Vivre la course à terre n’a pas un côté frustrant ?

 

Ca aurait eu un côté frustrant s’il ne prenait pas les bonnes options. On a tellement l’habitude de naviguer ensemble que j’anticipe ses options et ses changements de voiles. Il mène le bateau comme on l’aurait mené tous les deux. Et puis c’était convenu que je reste à terre depuis le départ. Ce Vendée Globe, on le prépare depuis trois ans. J’ai pu faire le travail nécessaire en amont pour éviter toute frustration. De toutes façons, la frustration ne fait pas avancer. Ce n’est pas constructif.

 

Le Vendée Globe, c’est un rêve pour vous ?

 

C’était un rêve qui est en train de se réaliser. Avec Dominique, on est tellement proches que je réalise mon rêve avec lui.

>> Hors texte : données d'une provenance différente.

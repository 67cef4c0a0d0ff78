/*
 * SPDX-License-Identifier: Apache-2.0
 * Copyright 2023-2025 ByteDance and/or its affiliates.
 */

use async_trait::async_trait;
use tokio::io::{AsyncBufReadExt, AsyncRead, BufReader};

use crate::config::FtpTransferConfig;
use crate::error::FtpLineDataReadError;
use crate::io_ext::limited_read_until;

/// Consumer of the lines of a listing, without the line ending.
#[async_trait]
pub trait FtpLineDataReceiver {
    async fn recv_line(&mut self, line: &str);
    fn should_return_early(&self) -> bool;
}

pub(crate) struct FtpLineDataTransfer<T: AsyncRead> {
    io: BufReader<T>,
    max_lines: usize,
    max_line_len: usize,
    line_buf: Vec<u8>,
}

impl<T> FtpLineDataTransfer<T>
where
    T: AsyncRead + Unpin,
{
    pub(crate) fn new(io: T, config: &FtpTransferConfig) -> Self {
        FtpLineDataTransfer {
            io: BufReader::new(io),
            max_lines: config.list_max_entries,
            max_line_len: config.list_max_line_len,
            line_buf: Vec::with_capacity(config.list_max_line_len),
        }
    }

    async fn send_buf_to_receiver<R>(
        &mut self,
        receiver: &mut R,
    ) -> Result<(), FtpLineDataReadError>
    where
        R: FtpLineDataReceiver,
    {
        let s = std::str::from_utf8(&self.line_buf)
            .map_err(|_| FtpLineDataReadError::UnsupportedEncoding)?;
        receiver.recv_line(s.trim_end_matches(['\r', '\n'])).await;
        if receiver.should_return_early() {
            return Err(FtpLineDataReadError::AbortedByCallback);
        }
        self.line_buf.clear();
        Ok(())
    }

    pub(crate) async fn read_to_end<R>(mut self, receiver: &mut R) -> Result<(), FtpLineDataReadError>
    where
        R: FtpLineDataReceiver,
    {
        for i in 0..self.max_lines {
            let (found, nr) = limited_read_until(
                &mut self.io,
                b'\n',
                self.max_line_len,
                &mut self.line_buf,
            )
            .await?;
            if nr == 0 {
                return Ok(());
            }

            if !found {
                if nr >= self.max_line_len {
                    return Err(FtpLineDataReadError::LineTooLong(i + 1));
                }
                // the last line has no line ending
                return self.send_buf_to_receiver(receiver).await;
            }

            self.send_buf_to_receiver(receiver).await?;
        }

        if self.io.fill_buf().await?.is_empty() {
            Ok(())
        } else {
            Err(FtpLineDataReadError::TooManyLines)
        }
    }
}
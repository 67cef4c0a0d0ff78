/*
 * SPDX-License-Identifier: Apache-2.0
 * Copyright 2023-2025 ByteDance and/or its affiliates.
 */

use std::io::SeekFrom;
use std::path::PathBuf;

use anyhow::anyhow;
use clap::{Arg, ArgMatches, Command, value_parser};
use tokio::io::{AsyncRead, AsyncSeekExt, AsyncWrite, AsyncWriteExt};

use g3_ftp::{FtpClient, FtpConnectionProvider};

pub(super) const COMMAND: &str = "get";

const COMMAND_ARG_REMOTE: &str = "remote";
const COMMAND_ARG_LOCAL: &str = "local";
const COMMAND_ARG_OFFSET: &str = "offset";

pub(super) fn command() -> Command {
    Command::new(COMMAND)
        .about("Download file, to stdout if no local file is given")
        .arg(
            Arg::new(COMMAND_ARG_REMOTE)
                .value_name("REMOTE PATH")
                .num_args(1)
                .required(true),
        )
        .arg(
            Arg::new(COMMAND_ARG_LOCAL)
                .value_name("LOCAL FILE")
                .num_args(1)
                .value_parser(value_parser!(PathBuf)),
        )
        .arg(
            Arg::new(COMMAND_ARG_OFFSET)
                .help("start from this byte offset")
                .value_name("OFFSET")
                .num_args(1)
                .value_parser(value_parser!(u64))
                .long(COMMAND_ARG_OFFSET),
        )
}

pub(super) async fn run<CP, S>(client: &mut FtpClient<CP, S>, args: &ArgMatches) -> anyhow::Result<()>
where
    CP: FtpConnectionProvider<S>,
    S: AsyncRead + AsyncWrite + Unpin,
{
    let Some(remote) = args.get_one::<String>(COMMAND_ARG_REMOTE) else {
        return Err(anyhow!("no remote path set"));
    };
    let offset = args
        .get_one::<u64>(COMMAND_ARG_OFFSET)
        .copied()
        .unwrap_or_default();

    let mut stream = client.retr_from(remote, offset).await?;
    let copied = match args.get_one::<PathBuf>(COMMAND_ARG_LOCAL) {
        Some(local) => {
            let mut file = tokio::fs::OpenOptions::new()
                .write(true)
                .create(true)
                .truncate(offset == 0)
                .open(local)
                .await
                .map_err(|e| anyhow!("failed to open {}: {e}", local.display()))?;
            if offset > 0 {
                file.set_len(offset).await?;
                file.seek(SeekFrom::Start(offset)).await?;
            }
            let n = tokio::io::copy(&mut stream, &mut file).await?;
            file.flush().await?;
            n
        }
        None => {
            let mut stdout = tokio::io::stdout();
            let n = tokio::io::copy(&mut stream, &mut stdout).await?;
            stdout.flush().await?;
            n
        }
    };
    stream.close().await?;

    log::info!("received {copied} bytes of {remote}");
    Ok(())
}
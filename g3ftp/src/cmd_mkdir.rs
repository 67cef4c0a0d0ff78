/*
 * SPDX-License-Identifier: Apache-2.0
 * Copyright 2023-2025 ByteDance and/or its affiliates.
 */

use clap::{Arg, ArgMatches, Command};
use tokio::io::{AsyncRead, AsyncWrite};

use g3_ftp::{FtpClient, FtpConnectionProvider};

pub(super) const COMMAND: &str = "mkdir";

const COMMAND_ARG_PATH: &str = "path";

pub(super) fn command() -> Command {
    Command::new(COMMAND).about("Create directory").arg(
        Arg::new(COMMAND_ARG_PATH)
            .value_name("DIR PATH")
            .num_args(1)
            .required(true),
    )
}

pub(super) async fn run<CP, S>(client: &mut FtpClient<CP, S>, args: &ArgMatches) -> anyhow::Result<()>
where
    CP: FtpConnectionProvider<S>,
    S: AsyncRead + AsyncWrite + Unpin,
{
    let path = args
        .get_one::<String>(COMMAND_ARG_PATH)
        .map(|s| s.as_str())
        .unwrap_or_default();

    client.make_dir(path).await?;
    Ok(())
}
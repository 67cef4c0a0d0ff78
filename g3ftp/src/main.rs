/*
 * SPDX-License-Identifier: Apache-2.0
 * Copyright 2023-2025 ByteDance and/or its affiliates.
 */

use std::io;
use std::net::{IpAddr, SocketAddr};
use std::path::PathBuf;
use std::time::Duration;

use anyhow::{Context, anyhow};
use clap::{Arg, ArgAction, Command, value_parser};
use clap_complete::Shell;
use yaml_rust::YamlLoader;

use g3_ftp::{FtpClient, FtpClientConfig, TcpConnectionProvider};

mod logger;

mod cmd_del;
mod cmd_get;
mod cmd_list;
mod cmd_mkdir;
mod cmd_put;
mod cmd_rmd;
mod cmd_stat;
mod cmd_walk;

const DEFAULT_FTP_PORT: u16 = 21;

const GLOBAL_ARG_COMPLETION: &str = "completion";
const GLOBAL_ARG_SERVER: &str = "server";
const GLOBAL_ARG_USERNAME: &str = "username";
const GLOBAL_ARG_PASSWORD: &str = "password";
const GLOBAL_ARG_SOURCE_IP: &str = "source-ip";
const GLOBAL_ARG_DISABLE_EPSV: &str = "disable-epsv";
const GLOBAL_ARG_TIMEOUT: &str = "timeout";
const GLOBAL_ARG_CONFIG: &str = "config";
const GLOBAL_ARG_VERBOSE: &str = "verbose";

fn build_cli_args() -> Command {
    Command::new("g3ftp")
        .arg(
            Arg::new(GLOBAL_ARG_COMPLETION)
                .num_args(1)
                .value_name("SHELL")
                .long("completion")
                .value_parser(value_parser!(Shell))
                .exclusive(true),
        )
        .arg(
            Arg::new(GLOBAL_ARG_SERVER)
                .help("FTP server address, the port defaults to 21")
                .num_args(1)
                .value_name("SERVER ADDRESS")
                .required_unless_present(GLOBAL_ARG_COMPLETION),
        )
        .arg(
            Arg::new(GLOBAL_ARG_USERNAME)
                .help("FTP username")
                .num_args(1)
                .value_name("USERNAME")
                .short('u')
                .global(true),
        )
        .arg(
            Arg::new(GLOBAL_ARG_PASSWORD)
                .help("FTP password")
                .num_args(1)
                .value_name("PASSWORD")
                .short('p')
                .global(true),
        )
        .arg(
            Arg::new(GLOBAL_ARG_SOURCE_IP)
                .help("source ip address")
                .num_args(1)
                .value_name("IP ADDRESS")
                .value_parser(value_parser!(IpAddr))
                .long("source")
                .short('s')
                .global(true),
        )
        .arg(
            Arg::new(GLOBAL_ARG_DISABLE_EPSV)
                .help("use PASV instead of EPSV")
                .action(ArgAction::SetTrue)
                .long(GLOBAL_ARG_DISABLE_EPSV)
                .global(true),
        )
        .arg(
            Arg::new(GLOBAL_ARG_TIMEOUT)
                .help("connect and command timeout")
                .num_args(1)
                .value_name("TIMEOUT")
                .long(GLOBAL_ARG_TIMEOUT)
                .short('t')
                .global(true),
        )
        .arg(
            Arg::new(GLOBAL_ARG_CONFIG)
                .help("client config file in yaml format")
                .num_args(1)
                .value_name("CONFIG FILE")
                .value_parser(value_parser!(PathBuf))
                .long(GLOBAL_ARG_CONFIG)
                .short('c')
                .global(true),
        )
        .arg(
            Arg::new(GLOBAL_ARG_VERBOSE)
                .help("show verbose message")
                .num_args(0)
                .action(ArgAction::Count)
                .short('v')
                .global(true),
        )
        .subcommand(cmd_list::command())
        .subcommand(cmd_walk::command())
        .subcommand(cmd_stat::command())
        .subcommand(cmd_get::command())
        .subcommand(cmd_put::command())
        .subcommand(cmd_del::command())
        .subcommand(cmd_mkdir::command())
        .subcommand(cmd_rmd::command())
}

fn server_with_port(server: &str) -> String {
    if server.parse::<SocketAddr>().is_ok() {
        return server.to_string();
    }
    if let Ok(ip) = server.parse::<IpAddr>() {
        return SocketAddr::new(ip, DEFAULT_FTP_PORT).to_string();
    }
    match server.rsplit_once(':') {
        Some((_, port)) if port.parse::<u16>().is_ok() => server.to_string(),
        _ => format!("{server}:{DEFAULT_FTP_PORT}"),
    }
}

fn load_config(path: &PathBuf) -> anyhow::Result<FtpClientConfig> {
    let content = std::fs::read_to_string(path)
        .map_err(|e| anyhow!("failed to read config file {}: {e}", path.display()))?;
    let docs = YamlLoader::load_from_str(&content)
        .map_err(|e| anyhow!("invalid yaml file {}: {e}", path.display()))?;
    match docs.first() {
        Some(doc) => FtpClientConfig::parse_yaml(doc)
            .context(format!("invalid ftp client config in {}", path.display())),
        None => Ok(FtpClientConfig::default()),
    }
}

#[tokio::main(flavor = "current_thread")]
async fn main() -> anyhow::Result<()> {
    let args = build_cli_args().get_matches();

    if let Some(target) = args.get_one::<Shell>(GLOBAL_ARG_COMPLETION) {
        let mut app = build_cli_args();
        let bin_name = app.get_name().to_string();
        clap_complete::generate(*target, &mut app, bin_name, &mut io::stdout());
        return Ok(());
    }

    let verbose_level = args
        .get_one::<u8>(GLOBAL_ARG_VERBOSE)
        .copied()
        .unwrap_or_default();
    let logger = logger::SyncLogger::new(verbose_level);
    logger.into_global_logger()?;

    let Some(server) = args.get_one::<String>(GLOBAL_ARG_SERVER) else {
        return Err(anyhow!("no server address set"));
    };
    let server = server_with_port(server);

    let mut config = match args.get_one::<PathBuf>(GLOBAL_ARG_CONFIG) {
        Some(path) => load_config(path)?,
        None => FtpClientConfig::default(),
    };
    if let Some(s) = args.get_one::<String>(GLOBAL_ARG_TIMEOUT) {
        let timeout: Duration = humanize_rs::duration::parse(s)
            .map_err(|e| anyhow!("invalid timeout value {s}: {e:?}"))?;
        config.set_timeout(timeout);
    }
    if args.get_flag(GLOBAL_ARG_DISABLE_EPSV) {
        config.disable_epsv = true;
    }

    let username = args
        .get_one::<String>(GLOBAL_ARG_USERNAME)
        .map(|s| s.as_str())
        .unwrap_or("anonymous");
    let password = args
        .get_one::<String>(GLOBAL_ARG_PASSWORD)
        .map(|s| s.as_str())
        .unwrap_or_default();

    let mut conn_provider = TcpConnectionProvider::default();
    if let Some(ip) = args.get_one::<IpAddr>(GLOBAL_ARG_SOURCE_IP) {
        conn_provider.set_bind_ip(*ip);
    }

    if let Some((subcommand, args)) = args.subcommand() {
        let mut client = FtpClient::connect_to(&server, conn_provider, config).await?;
        client.login(username, password).await?;

        let ret = match subcommand {
            cmd_list::COMMAND => cmd_list::run(&mut client, args).await,
            cmd_walk::COMMAND => cmd_walk::run(&mut client, args).await,
            cmd_stat::COMMAND => cmd_stat::run(&mut client, args).await,
            cmd_get::COMMAND => cmd_get::run(&mut client, args).await,
            cmd_put::COMMAND => cmd_put::run(&mut client, args).await,
            cmd_del::COMMAND => cmd_del::run(&mut client, args).await,
            cmd_mkdir::COMMAND => cmd_mkdir::run(&mut client, args).await,
            cmd_rmd::COMMAND => cmd_rmd::run(&mut client, args).await,
            cmd => Err(anyhow!("invalid subcommand {cmd}")),
        };

        client.quit().await?;

        ret
    } else {
        Err(anyhow!("no subcommand found"))
    }
}
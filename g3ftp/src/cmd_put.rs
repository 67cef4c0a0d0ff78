/*
 * SPDX-License-Identifier: Apache-2.0
 * Copyright 2023-2025 ByteDance and/or its affiliates.
 */

use std::path::PathBuf;

use anyhow::anyhow;
use clap::{Arg, ArgAction, ArgMatches, Command, value_parser};
use tokio::io::{AsyncRead, AsyncWrite};

use g3_ftp::{FtpClient, FtpConnectionProvider};

pub(super) const COMMAND: &str = "put";

const COMMAND_ARG_LOCAL: &str = "local";
const COMMAND_ARG_REMOTE: &str = "remote";
const COMMAND_ARG_APPEND: &str = "append";

pub(super) fn command() -> Command {
    Command::new(COMMAND)
        .about("Upload file")
        .arg(
            Arg::new(COMMAND_ARG_LOCAL)
                .value_name("LOCAL FILE")
                .num_args(1)
                .value_parser(value_parser!(PathBuf))
                .required(true),
        )
        .arg(
            Arg::new(COMMAND_ARG_REMOTE)
                .value_name("REMOTE PATH")
                .num_args(1)
                .required(true),
        )
        .arg(
            Arg::new(COMMAND_ARG_APPEND)
                .help("append to the remote file")
                .action(ArgAction::SetTrue)
                .long(COMMAND_ARG_APPEND)
                .short('a'),
        )
}

pub(super) async fn run<CP, S>(client: &mut FtpClient<CP, S>, args: &ArgMatches) -> anyhow::Result<()>
where
    CP: FtpConnectionProvider<S>,
    S: AsyncRead + AsyncWrite + Unpin,
{
    let Some(local) = args.get_one::<PathBuf>(COMMAND_ARG_LOCAL) else {
        return Err(anyhow!("no local file set"));
    };
    let Some(remote) = args.get_one::<String>(COMMAND_ARG_REMOTE) else {
        return Err(anyhow!("no remote path set"));
    };

    let mut file = tokio::fs::File::open(local)
        .await
        .map_err(|e| anyhow!("failed to open {}: {e}", local.display()))?;
    let sent = if args.get_flag(COMMAND_ARG_APPEND) {
        client.append(remote, &mut file).await?
    } else {
        client.stor(remote, &mut file).await?
    };

    log::info!("sent {sent} bytes to {remote}");
    Ok(())
}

C’est une belle aventure qui est en train de s’écrire. La voile, c’est notre passion, on la partage. J’ai l’impression de vivre le Vendée Globe à travers lui.

 

Envisagez-vous toujours de le faire un jour ?

 

On n’a pas l’habitude de prévoir. J’ai d’abord envie qu’il finisse celui-là et surtout de voir comment il se termine, car le rêve peut se transformer en cauchemar. Il reste encore la moitié du chemin à parcourir. J’ai juste envie de penser à la ligne d’arrivée. Après, on décidera ensemble où on va et comment on y va. On a toujours fonctionné comme ça. On s’investi tellement dans ce genre de projet que l’on n’a pas de recul pour penser au futur.